1.一种工程改造希瓦氏菌囊泡提高胞外电子传递的方法；其特征是：包括如下步骤：

(1)筛选模式产电微生物希瓦氏菌Shewanella oneidensis MR-1基因组上有利于囊泡分泌的相关基因，得到参与细胞壁完整性基因murE、pbpC和维持细胞形态维持的基因mrdB、mreB；

(2)针对4个目的基因mrdB、mreB、murE、pbpC，每个基因分别设计构建6个靶向sgRNA及其上、下游引物；

(3)通过Golden gate技术分别将不同的sgRNA序列整合到具有dCas9蛋白、IPTG诱导型P_tac启动子和卡那抗生素抗性的原始基础质粒pHG11-dCas9上，得到24个包含sgRNA和dCas9的重组质粒；

(4)将步骤(3)构建的24个重组质粒分别热激化转至2,6-二氨基庚二酸(DAP)营养缺陷型大肠杆菌感受态WM3064中并抗性筛选；

(5)将步骤(4)抗性筛选得到的含有重组质粒的大肠杆菌WM3064与野生希瓦氏菌进行接合转移，将大肠杆菌中的重组质粒导入野生希瓦氏菌中，构建24株工程希瓦氏菌株；

(6)诱导步骤(5)构建的24株工程希瓦氏菌株CRISPR-dCas9系统的表达，对每个目的基因进行转录抑制，并通过扫描电子显微镜观察囊泡的数量，筛选出每个目的基因的最高效sgRNA对应的工程菌株MrdB6、MreB4、MurE5、PbpC2；

(7)基于步骤(6)筛选得到的4株工程菌株的二级发酵液和铁氰化钾溶液，分别构建双室微生物燃料电池并进行电化学表征，通过诱导CRISPR-dCas9系统表达，对靶基因的转录抑制从而促进囊泡分泌，提高其胞外电子传递能力。
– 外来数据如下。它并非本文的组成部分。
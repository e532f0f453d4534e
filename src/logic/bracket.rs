//! Single-elimination bracket generation with seeding and byes.

use crate::logic::advancement::advance;
use crate::logic::setup::{
    ensure_regenerable, install, require_format, validate_roster, GenerationOptions, Schedule,
};
use crate::models::{Format, GameMatch, Round, TeamId, Tournament, TournamentError, TournamentId};
use chrono::Utc;
use rand::seq::SliceRandom;
use rand::Rng;

/// Generate the cup bracket from `seeds` (best seed first) and install it.
///
/// 1. Validate the roster (≥ 2 registered, active, distinct teams) and that nothing has started.
/// 2. Build the bracket off to the side, resolving round-1 byes into round 2.
/// 3. Swap it in, superseding any previous (unplayed) bracket.
pub fn generate_bracket(
    tournament: &mut Tournament,
    seeds: &[TeamId],
    options: &GenerationOptions,
) -> Result<Schedule, TournamentError> {
    require_format(tournament, Format::Cup)?;
    validate_roster(tournament, seeds, 2)?;
    ensure_regenerable(tournament)?;

    let schedule = build_bracket(tournament.id, seeds, options)?;
    log::info!(
        "Generated cup bracket for tournament {}: {} teams, {} rounds, {} byes",
        tournament.id,
        seeds.len(),
        schedule.rounds.len(),
        schedule.matches.iter().filter(|m| m.is_bye).count()
    );
    Ok(install(tournament, schedule))
}

/// Build a bracket for `seeds` without touching any tournament.
///
/// Empty seed positions (N+1..P) hand byes to the top seeds they are drawn against.
/// Round 1 byes are completed and already advanced into round 2.
pub fn build_bracket(
    tournament_id: TournamentId,
    seeds: &[TeamId],
    options: &GenerationOptions,
) -> Result<Schedule, TournamentError> {
    if seeds.len() < 2 {
        return Err(TournamentError::NotEnoughTeams { count: seeds.len() });
    }
    let size = seeds.len().next_power_of_two();
    let total_rounds = size.trailing_zeros();
    let now = Utc::now();

    let rounds: Vec<Round> = (1..=total_rounds)
        .map(|ordinal| Round::new(tournament_id, ordinal, now))
        .collect();

    let mut matches = Vec::with_capacity(size - 1);
    for (i, pair) in seeding_order(size).chunks_exact(2).enumerate() {
        let position = i as u32 + 1;
        // The better seed is always first in a pair and is always a real team.
        let home = seeds[pair[0] - 1];
        let m = match seeds.get(pair[1] - 1) {
            Some(&away) => GameMatch::new(&rounds[0], position, Some(home), Some(away)),
            None => GameMatch::bye(&rounds[0], position, home),
        };
        matches.push(m);
    }
    for round in rounds.iter().skip(1) {
        let count = (size >> round.ordinal) as u32;
        matches.extend((1..=count).map(|position| GameMatch::new(round, position, None, None)));
    }
    for m in &mut matches {
        options.stamp(m);
    }

    let byes: Vec<usize> = matches
        .iter()
        .enumerate()
        .filter(|(_, m)| m.is_bye)
        .map(|(i, _)| i)
        .collect();
    for idx in byes {
        advance(&mut matches, total_rounds, idx)?;
    }

    Ok(Schedule { rounds, matches })
}

/// Canonical bracket order of 1-based seeds for a bracket of `size` (a power of two).
///
/// Consecutive pairs are the round-1 pairings: for 8 this is 1-8, 4-5, 2-7, 3-6, so
/// seeds 1 and 2 can only meet in the final.
pub fn seeding_order(size: usize) -> Vec<usize> {
    let mut order = vec![1usize];
    while order.len() < size {
        let sum = order.len() * 2 + 1;
        order = order.iter().flat_map(|&s| [s, sum - s]).collect();
    }
    order
}

/// Random seed draw for tournaments without a ranking. Pass a seeded RNG for a reproducible draw.
pub fn draw_seeds<R: Rng + ?Sized>(team_ids: &[TeamId], rng: &mut R) -> Vec<TeamId> {
    let mut seeds = team_ids.to_vec();
    seeds.shuffle(rng);
    seeds
}
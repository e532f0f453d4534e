//! Read-only projection of rounds and matches for rendering.

use crate::models::{Format, GameMatch, MatchId, MatchStatus, RoundId, TeamId, Tournament, TournamentId};
use chrono::{DateTime, Utc};
use serde::Serialize;

/// How the UI should draw a match.
#[derive(Clone, Copy, Debug, Eq, PartialEq, Serialize)]
#[serde(rename_all = "snake_case")]
pub enum MatchState {
    Completed,
    /// Scheduled or live.
    Pending,
    Bye,
}

#[derive(Clone, Debug, Eq, PartialEq, Serialize)]
pub struct TeamRef {
    pub id: TeamId,
    pub name: String,
}

#[derive(Clone, Debug, Eq, PartialEq, Serialize)]
pub struct MatchView {
    pub id: MatchId,
    pub position: u32,
    pub home: Option<TeamRef>,
    pub away: Option<TeamRef>,
    pub home_score: Option<u32>,
    pub away_score: Option<u32>,
    pub winner: Option<TeamId>,
    pub status: MatchStatus,
    pub state: MatchState,
    pub scheduled_at: Option<DateTime<Utc>>,
    pub venue: Option<String>,
    /// Echo back when recording a score.
    pub version: u64,
}

#[derive(Clone, Debug, Eq, PartialEq, Serialize)]
pub struct RoundView {
    pub id: RoundId,
    pub ordinal: u32,
    pub label: String,
    pub matches: Vec<MatchView>,
}

#[derive(Clone, Debug, Eq, PartialEq, Serialize)]
pub struct BracketView {
    pub tournament_id: TournamentId,
    pub name: String,
    pub format: Format,
    pub champion: Option<TeamRef>,
    pub rounds: Vec<RoundView>,
}

/// Group the tournament's matches by round, in ordinal then position order.
pub fn bracket_view(tournament: &Tournament) -> BracketView {
    let total = tournament.round_count();
    let rounds = tournament
        .rounds
        .iter()
        .map(|round| {
            let mut matches: Vec<MatchView> = tournament
                .matches
                .iter()
                .filter(|m| m.round_id == round.id)
                .map(|m| match_view(tournament, m))
                .collect();
            matches.sort_by_key(|m| m.position);
            RoundView {
                id: round.id,
                ordinal: round.ordinal,
                label: round_label(tournament.format, round.ordinal, total),
                matches,
            }
        })
        .collect();

    BracketView {
        tournament_id: tournament.id,
        name: tournament.name.clone(),
        format: tournament.format,
        champion: tournament.champion.map(|id| team_ref(tournament, id)),
        rounds,
    }
}

/// Display label for a round: "Final", "Semi-finals", ... for cup, "Week N" for league.
pub fn round_label(format: Format, ordinal: u32, total_rounds: u32) -> String {
    match format {
        Format::Cup => match total_rounds.saturating_sub(ordinal) {
            0 => "Final".to_string(),
            1 => "Semi-finals".to_string(),
            2 => "Quarter-finals".to_string(),
            remaining => format!("Round of {}", 2u64 << remaining.min(62)),
        },
        Format::Liga => format!("Week {}", ordinal),
        Format::Fun => "Matches".to_string(),
    }
}

fn match_view(tournament: &Tournament, m: &GameMatch) -> MatchView {
    let state = if m.is_bye {
        MatchState::Bye
    } else if m.status == MatchStatus::Completed {
        MatchState::Completed
    } else {
        MatchState::Pending
    };
    MatchView {
        id: m.id,
        position: m.position,
        home: m.home.map(|id| team_ref(tournament, id)),
        away: m.away.map(|id| team_ref(tournament, id)),
        home_score: m.home_score,
        away_score: m.away_score,
        winner: m.winner,
        status: m.status,
        state,
        scheduled_at: m.scheduled_at,
        venue: m.venue.clone(),
        version: m.version,
    }
}

fn team_ref(tournament: &Tournament, id: TeamId) -> TeamRef {
    let name = tournament
        .team(id)
        .map(|t| t.name.clone())
        .unwrap_or_else(|| id.to_string());
    TeamRef { id, name }
}
//! In-memory tournament store shared by concurrent callers.
//!
//! Each tournament sits behind its own mutex, so a score update and the advancement it
//! triggers are one unit to every other caller. The registry maps are only write-locked
//! to add, evict or re-index tournaments, never while waiting on a tournament lock.

use crate::logic::{self, BracketView, GenerationOptions, NewTournament, Schedule, StandingsRow};
use crate::models::{
    Format, GameMatch, MatchId, TeamId, Tournament, TournamentError, TournamentId,
};
use chrono::{DateTime, Utc};
use std::collections::HashMap;
use std::sync::{Arc, Mutex, RwLock};
use std::time::{Duration, Instant};

/// Per-tournament entry: tournament data + last activity time (for auto-cleanup).
struct TournamentEntry {
    tournament: Tournament,
    last_activity: Instant,
}

type SharedEntry = Arc<Mutex<TournamentEntry>>;

#[derive(Default)]
pub struct TournamentStore {
    tournaments: RwLock<HashMap<TournamentId, SharedEntry>>,
    /// Which tournament owns each match.
    match_owners: RwLock<HashMap<MatchId, TournamentId>>,
}

impl TournamentStore {
    pub fn new() -> Self {
        Self::default()
    }

    pub fn create_tournament(&self, input: NewTournament) -> Result<Tournament, TournamentError> {
        let tournament = logic::create_tournament(input)?;
        let snapshot = tournament.clone();
        let entry = TournamentEntry {
            tournament,
            last_activity: Instant::now(),
        };
        self.tournaments
            .write()
            .map_err(|_| TournamentError::StateUnavailable)?
            .insert(snapshot.id, Arc::new(Mutex::new(entry)));
        Ok(snapshot)
    }

    /// Snapshot of a tournament. Touching it refreshes last_activity.
    pub fn get(&self, id: TournamentId) -> Result<Tournament, TournamentError> {
        self.with_tournament(id, |t| Ok(t.clone()))
    }

    pub fn len(&self) -> usize {
        self.tournaments.read().map(|g| g.len()).unwrap_or(0)
    }

    pub fn is_empty(&self) -> bool {
        self.len() == 0
    }

    pub fn set_format(&self, id: TournamentId, format: Format) -> Result<Tournament, TournamentError> {
        self.with_tournament(id, |t| {
            logic::set_format(t, format)?;
            Ok(t.clone())
        })
    }

    pub fn register_team(
        &self,
        id: TournamentId,
        name: &str,
        members: &[String],
    ) -> Result<TeamId, TournamentError> {
        self.with_tournament(id, |t| logic::register_team(t, name, members))
    }

    pub fn withdraw_team(&self, id: TournamentId, team_id: TeamId) -> Result<(), TournamentError> {
        self.with_tournament(id, |t| logic::withdraw_team(t, team_id))
    }

    pub fn generate_bracket(
        &self,
        id: TournamentId,
        seeds: &[TeamId],
        options: &GenerationOptions,
    ) -> Result<Schedule, TournamentError> {
        self.regenerate(id, |t| logic::generate_bracket(t, seeds, options))
    }

    pub fn generate_round_robin(
        &self,
        id: TournamentId,
        team_ids: &[TeamId],
        options: &GenerationOptions,
    ) -> Result<Schedule, TournamentError> {
        self.regenerate(id, |t| logic::generate_round_robin(t, team_ids, options))
    }

    /// Generate from the active roster according to the tournament's format.
    pub fn generate_schedule(
        &self,
        id: TournamentId,
        options: &GenerationOptions,
    ) -> Result<Schedule, TournamentError> {
        self.regenerate(id, |t| logic::generate_schedule(t, options))
    }

    pub fn add_friendly_match(
        &self,
        id: TournamentId,
        home: TeamId,
        away: TeamId,
        scheduled_at: Option<DateTime<Utc>>,
        venue: Option<String>,
    ) -> Result<MatchId, TournamentError> {
        let match_id = self.with_tournament(id, |t| {
            logic::add_friendly_match(t, home, away, scheduled_at, venue)
        })?;
        self.match_owners
            .write()
            .map_err(|_| TournamentError::StateUnavailable)?
            .insert(match_id, id);
        Ok(match_id)
    }

    pub fn start_match(&self, match_id: MatchId) -> Result<GameMatch, TournamentError> {
        self.with_match(match_id, |t| logic::start_match(t, match_id).cloned())
    }

    pub fn update_live_score(
        &self,
        match_id: MatchId,
        home_score: u32,
        away_score: u32,
        expected_version: u64,
    ) -> Result<GameMatch, TournamentError> {
        self.with_match(match_id, |t| {
            logic::update_live_score(t, match_id, home_score, away_score, expected_version).cloned()
        })
    }

    pub fn record_score(
        &self,
        match_id: MatchId,
        home_score: u32,
        away_score: u32,
        expected_version: u64,
    ) -> Result<GameMatch, TournamentError> {
        self.with_match(match_id, |t| {
            logic::record_score(t, match_id, home_score, away_score, expected_version).cloned()
        })
    }

    pub fn reschedule_match(
        &self,
        match_id: MatchId,
        when: DateTime<Utc>,
    ) -> Result<GameMatch, TournamentError> {
        self.with_match(match_id, |t| logic::reschedule_match(t, match_id, when).cloned())
    }

    pub fn set_match_venue(
        &self,
        match_id: MatchId,
        venue: Option<String>,
    ) -> Result<GameMatch, TournamentError> {
        self.with_match(match_id, |t| logic::set_match_venue(t, match_id, venue).cloned())
    }

    pub fn bracket_view(&self, id: TournamentId) -> Result<BracketView, TournamentError> {
        self.with_tournament(id, |t| Ok(logic::bracket_view(t)))
    }

    pub fn standings(&self, id: TournamentId) -> Result<Vec<StandingsRow>, TournamentError> {
        self.with_tournament(id, |t| logic::get_standings(t))
    }

    pub fn standings_csv(&self, id: TournamentId) -> Result<String, TournamentError> {
        let rows = self.standings(id)?;
        logic::standings_csv(&rows)
    }

    /// Remove tournaments not touched for `timeout`. Returns how many were removed.
    pub fn evict_inactive(&self, timeout: Duration) -> Result<usize, TournamentError> {
        let mut tournaments = self
            .tournaments
            .write()
            .map_err(|_| TournamentError::StateUnavailable)?;
        let mut evicted = Vec::new();
        tournaments.retain(|id, entry| {
            // An entry someone is holding right now is clearly active.
            let keep = match entry.try_lock() {
                Ok(e) => e.last_activity.elapsed() < timeout,
                Err(_) => true,
            };
            if !keep {
                evicted.push(*id);
            }
            keep
        });
        drop(tournaments);

        if !evicted.is_empty() {
            self.match_owners
                .write()
                .map_err(|_| TournamentError::StateUnavailable)?
                .retain(|_, owner| !evicted.contains(owner));
        }
        Ok(evicted.len())
    }

    /// Run `f` with the tournament locked. Only this tournament is locked.
    fn with_tournament<R>(
        &self,
        id: TournamentId,
        f: impl FnOnce(&mut Tournament) -> Result<R, TournamentError>,
    ) -> Result<R, TournamentError> {
        let entry = self
            .tournaments
            .read()
            .map_err(|_| TournamentError::StateUnavailable)?
            .get(&id)
            .cloned()
            .ok_or(TournamentError::TournamentNotFound(id))?;
        let mut guard = entry.lock().map_err(|_| TournamentError::StateUnavailable)?;
        guard.last_activity = Instant::now();
        f(&mut guard.tournament)
    }

    fn with_match<R>(
        &self,
        match_id: MatchId,
        f: impl FnOnce(&mut Tournament) -> Result<R, TournamentError>,
    ) -> Result<R, TournamentError> {
        let owner = self
            .match_owners
            .read()
            .map_err(|_| TournamentError::StateUnavailable)?
            .get(&match_id)
            .copied()
            .ok_or(TournamentError::MatchNotFound(match_id))?;
        self.with_tournament(owner, f)
    }

    /// Run a generator and re-point the match index at the new schedule.
    fn regenerate(
        &self,
        id: TournamentId,
        f: impl FnOnce(&mut Tournament) -> Result<Schedule, TournamentError>,
    ) -> Result<Schedule, TournamentError> {
        self.with_tournament(id, |t| {
            let previous: Vec<MatchId> = t.matches.iter().map(|m| m.id).collect();
            let schedule = f(t)?;
            let mut owners = self
                .match_owners
                .write()
                .map_err(|_| TournamentError::StateUnavailable)?;
            for old in previous {
                owners.remove(&old);
            }
            owners.extend(schedule.matches.iter().map(|m| (m.id, id)));
            Ok(schedule)
        })
    }
}
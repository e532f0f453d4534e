//! Setup phase: tournament creation, team registration and format-dispatched generation.

use crate::logic::{bracket, round_robin};
use crate::models::{
    Format, GameMatch, MatchId, Round, Team, TeamId, Tournament, TournamentError,
    TournamentSettings,
};
use chrono::{DateTime, Duration, Utc};
use serde::{Deserialize, Serialize};
use std::collections::HashSet;

/// Input for creating a tournament.
#[derive(Clone, Debug, Deserialize)]
pub struct NewTournament {
    pub name: String,
    #[serde(default)]
    pub format: Format,
    #[serde(default)]
    pub venue: Option<String>,
    #[serde(default)]
    pub description: Option<String>,
    #[serde(default)]
    pub settings: TournamentSettings,
}

/// Optional stamping applied to generated matches.
#[derive(Clone, Debug, Deserialize, Serialize)]
#[serde(default)]
pub struct GenerationOptions {
    /// Kickoff of round 1; later rounds follow every `days_between_rounds`.
    pub first_round_at: Option<DateTime<Utc>>,
    pub days_between_rounds: u32,
    /// Default venue for every generated match.
    pub venue: Option<String>,
}

impl Default for GenerationOptions {
    fn default() -> Self {
        Self {
            first_round_at: None,
            days_between_rounds: 7,
            venue: None,
        }
    }
}

impl GenerationOptions {
    /// Kickoff time for a round, if a first-round time was given.
    pub fn kickoff_for(&self, ordinal: u32) -> Option<DateTime<Utc>> {
        let offset = i64::from(ordinal.saturating_sub(1)) * i64::from(self.days_between_rounds);
        self.first_round_at.map(|start| start + Duration::days(offset))
    }

    pub(crate) fn stamp(&self, m: &mut GameMatch) {
        m.scheduled_at = self.kickoff_for(m.round_ordinal);
        m.venue = self.venue.clone();
    }
}

/// Rounds and matches produced by one generation pass.
#[derive(Clone, Debug, Default, Serialize)]
pub struct Schedule {
    pub rounds: Vec<Round>,
    pub matches: Vec<GameMatch>,
}

/// Create an empty tournament from validated input (name must be non-blank).
pub fn create_tournament(input: NewTournament) -> Result<Tournament, TournamentError> {
    let name = input.name.trim();
    if name.is_empty() {
        return Err(TournamentError::EmptyName);
    }
    let mut tournament = Tournament::new(name, input.format).with_settings(input.settings);
    tournament.venue = input.venue;
    tournament.description = input.description;
    log::info!("Created {} tournament {} ({})", tournament.format, tournament.name, tournament.id);
    Ok(tournament)
}

/// Register a team. Names are unique (case-insensitive); the roster needs at least one member.
pub fn register_team(
    tournament: &mut Tournament,
    name: &str,
    members: &[String],
) -> Result<TeamId, TournamentError> {
    let name = name.trim();
    if name.is_empty() {
        return Err(TournamentError::EmptyName);
    }
    if members.is_empty() {
        return Err(TournamentError::EmptyRoster);
    }
    let members: Vec<String> = members.iter().map(|m| m.trim().to_string()).collect();
    if members.iter().any(|m| m.is_empty()) {
        return Err(TournamentError::EmptyName);
    }
    if tournament.teams.iter().any(|t| t.name.eq_ignore_ascii_case(name)) {
        return Err(TournamentError::DuplicateTeamName);
    }
    let team = Team::new(tournament.id, name, members);
    let id = team.id;
    tournament.teams.push(team);
    Ok(id)
}

/// Withdraw a team from future generation. Existing matches are kept.
pub fn withdraw_team(tournament: &mut Tournament, team_id: TeamId) -> Result<(), TournamentError> {
    let team = tournament
        .team_mut(team_id)
        .ok_or(TournamentError::TeamNotFound(team_id))?;
    if team.is_active() {
        team.withdraw();
        log::info!("Team {} withdrew from tournament {}", team.name, team.tournament_id);
    }
    Ok(())
}

/// Change the format; only while no matches exist.
pub fn set_format(tournament: &mut Tournament, format: Format) -> Result<(), TournamentError> {
    if !tournament.matches.is_empty() && tournament.format != format {
        return Err(TournamentError::FormatLocked);
    }
    tournament.format = format;
    Ok(())
}

/// Generate the schedule for the tournament's format from its active teams
/// (registration order doubles as seed order for cup).
pub fn generate_schedule(
    tournament: &mut Tournament,
    options: &GenerationOptions,
) -> Result<Schedule, TournamentError> {
    let teams = tournament.active_team_ids();
    match tournament.format {
        Format::Cup => bracket::generate_bracket(tournament, &teams, options),
        Format::Liga => round_robin::generate_round_robin(tournament, &teams, options),
        Format::Fun => Err(TournamentError::NoGenerator(Format::Fun)),
    }
}

/// Add a single friendly match ("fun" format). All friendlies share round 1.
pub fn add_friendly_match(
    tournament: &mut Tournament,
    home: TeamId,
    away: TeamId,
    scheduled_at: Option<DateTime<Utc>>,
    venue: Option<String>,
) -> Result<MatchId, TournamentError> {
    require_format(tournament, Format::Fun)?;
    if home == away {
        return Err(TournamentError::SameTeam);
    }
    validate_roster(tournament, &[home, away], 2)?;

    if tournament.rounds.is_empty() {
        tournament.rounds.push(Round::new(tournament.id, 1, Utc::now()));
    }
    let round = &tournament.rounds[0];
    let position = tournament.matches.len() as u32 + 1;
    let mut m = GameMatch::new(round, position, Some(home), Some(away));
    m.scheduled_at = scheduled_at;
    m.venue = venue.or_else(|| tournament.venue.clone());
    let id = m.id;
    tournament.matches.push(m);
    Ok(id)
}

pub(crate) fn require_format(tournament: &Tournament, expected: Format) -> Result<(), TournamentError> {
    if tournament.format != expected {
        return Err(TournamentError::WrongFormat {
            expected,
            actual: tournament.format,
        });
    }
    Ok(())
}

/// Every id registered, active and listed once; at least `min` teams.
pub(crate) fn validate_roster(
    tournament: &Tournament,
    team_ids: &[TeamId],
    min: usize,
) -> Result<(), TournamentError> {
    if team_ids.len() < min {
        return Err(TournamentError::NotEnoughTeams {
            count: team_ids.len(),
        });
    }
    let mut seen = HashSet::with_capacity(team_ids.len());
    for &id in team_ids {
        if !seen.insert(id) {
            return Err(TournamentError::DuplicateTeam(id));
        }
        let team = tournament.team(id).ok_or(TournamentError::TeamNotFound(id))?;
        if !team.is_active() {
            return Err(TournamentError::TeamWithdrawn(id));
        }
    }
    Ok(())
}

/// Regeneration is only allowed while nothing has been played.
pub(crate) fn ensure_regenerable(tournament: &Tournament) -> Result<(), TournamentError> {
    if tournament.has_started() {
        return Err(TournamentError::ScheduleLocked);
    }
    Ok(())
}

/// Swap a freshly generated schedule in, superseding the previous one.
pub(crate) fn install(tournament: &mut Tournament, schedule: Schedule) -> Schedule {
    if !tournament.matches.is_empty() {
        log::info!(
            "Superseding {} existing match(es) in tournament {}",
            tournament.matches.len(),
            tournament.id
        );
    }
    tournament.rounds = schedule.rounds.clone();
    tournament.matches = schedule.matches.clone();
    tournament.champion = None;
    schedule
}
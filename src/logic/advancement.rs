//! Advancement: moves a completed cup match's winner into its downstream slot.
//!
//! Match k of round r feeds round r+1, position ⌈k/2⌉ (home for odd k, away for even k).
//! The final's winner becomes the champion.

use crate::logic::setup::require_format;
use crate::models::{
    ErrorKind, Format, GameMatch, MatchId, MatchStatus, Slot, TeamId, Tournament,
    TournamentError,
};

/// What a propagation pass did.
#[derive(Clone, Copy, Debug, Eq, PartialEq)]
pub enum Advance {
    /// Winner written into an empty slot.
    Placed { match_id: MatchId, slot: Slot, team: TeamId },
    /// Slot already held this winner; nothing changed.
    AlreadyPlaced { match_id: MatchId, slot: Slot, team: TeamId },
    /// Source was the final.
    Champion(TeamId),
}

/// Propagate the winner of `matches[source]` inside one bracket.
///
/// Idempotent: a slot that already holds the same winner is left untouched.
pub(crate) fn advance(
    matches: &mut [GameMatch],
    total_rounds: u32,
    source: usize,
) -> Result<Advance, TournamentError> {
    let src = &matches[source];
    if src.status != MatchStatus::Completed {
        return Err(TournamentError::InvalidTransition {
            status: src.status,
            action: "advance the winner of",
        });
    }
    let winner = src.winner.ok_or(TournamentError::DrawNotAllowed)?;
    if src.round_ordinal >= total_rounds {
        return Ok(Advance::Champion(winner));
    }

    let round = src.round_ordinal + 1;
    let position = src.position.div_ceil(2);
    let slot = Slot::fed_by(src.position);
    let target = matches
        .iter_mut()
        .find(|m| m.round_ordinal == round && m.position == position)
        .ok_or(TournamentError::MissingDownstream { round, position })?;

    match target.team_in(slot) {
        Some(occupant) if occupant == winner => Ok(Advance::AlreadyPlaced {
            match_id: target.id,
            slot,
            team: winner,
        }),
        Some(occupant) => Err(TournamentError::SlotOccupied {
            match_id: target.id,
            occupant,
            incoming: winner,
        }),
        None => {
            *target.slot_mut(slot) = Some(winner);
            target.touch();
            log::debug!(
                "Placed team {} in round {} match {} ({:?})",
                winner,
                round,
                position,
                slot
            );
            Ok(Advance::Placed {
                match_id: target.id,
                slot,
                team: winner,
            })
        }
    }
}

/// Propagate a completed cup match's winner; safe to retry.
///
/// A slot occupied by a different team is an invariant violation and is logged, not corrected.
pub fn propagate_winner(
    tournament: &mut Tournament,
    match_id: MatchId,
) -> Result<Advance, TournamentError> {
    require_format(tournament, Format::Cup)?;
    let idx = tournament.match_index(match_id)?;
    let total_rounds = tournament.round_count();

    let outcome = match advance(&mut tournament.matches, total_rounds, idx) {
        Ok(outcome) => outcome,
        Err(e) => {
            if e.kind() == ErrorKind::Invariant {
                log::error!("Advancement from match {} failed: {}", match_id, e);
            }
            return Err(e);
        }
    };

    if let Advance::Champion(winner) = outcome {
        match tournament.champion {
            Some(recorded) if recorded != winner => {
                let e = TournamentError::ChampionConflict {
                    recorded,
                    incoming: winner,
                };
                log::error!("Advancement from match {} failed: {}", match_id, e);
                return Err(e);
            }
            Some(_) => {}
            None => {
                tournament.champion = Some(winner);
                log::info!("Tournament {} champion: team {}", tournament.id, winner);
            }
        }
    }
    Ok(outcome)
}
2.如权利要求1所述的方法；其特征是：步骤(1)筛选出的基因mrdB的序列为SEQ IDNO.1；基因mreB的序列为SEQ ID NO.2；基因murE的序列为SEQ ID NO.3；基因pbpC的序列为SEQ ID NO.4。

3.如权利要求1所述的方法；其特征是：步骤(3)涉及的原始基础质粒pHG11-dCas9的序列为SEQ ID NO.5。

4.如权利要求1所述的方法；其特征是：步骤(6)筛选得到的4个目的基因最高效sgRNA对应的工程菌株MrdB6含有的重组质粒序列为SEQ ID NO.6；工程菌株MreB4含有的重组质粒序列为SEQ ID NO.7；工程菌株MurE5含有的重组质粒序列为SEQ ID NO.8；工程菌株PbpC2含有的重组质粒序列为SEQ ID NO.9。

5.如权利要求1所述的方法；其特征是：步骤(7)所述二级发酵液制备方法是：将一级种子液以1％的接种量接种到装有100mL的含0.1mM IPTG、50mg/L卡那抗生素的LB液体培养基的250mL锥形瓶中，在30℃、200rpm摇床过夜扩大培养，得到二级发酵液。

6.如权利要求1所述的方法；其特征是：步骤(7)高产囊泡的重组菌株在得到的发酵液作为阳极微生物催化剂，按OD₆₀₀＝0.5接种到微生物燃料电池的阳极室，阴极室接种传统的K₃[Fe(CN)₆]溶液作为阴极电子受体，实现高电能输出。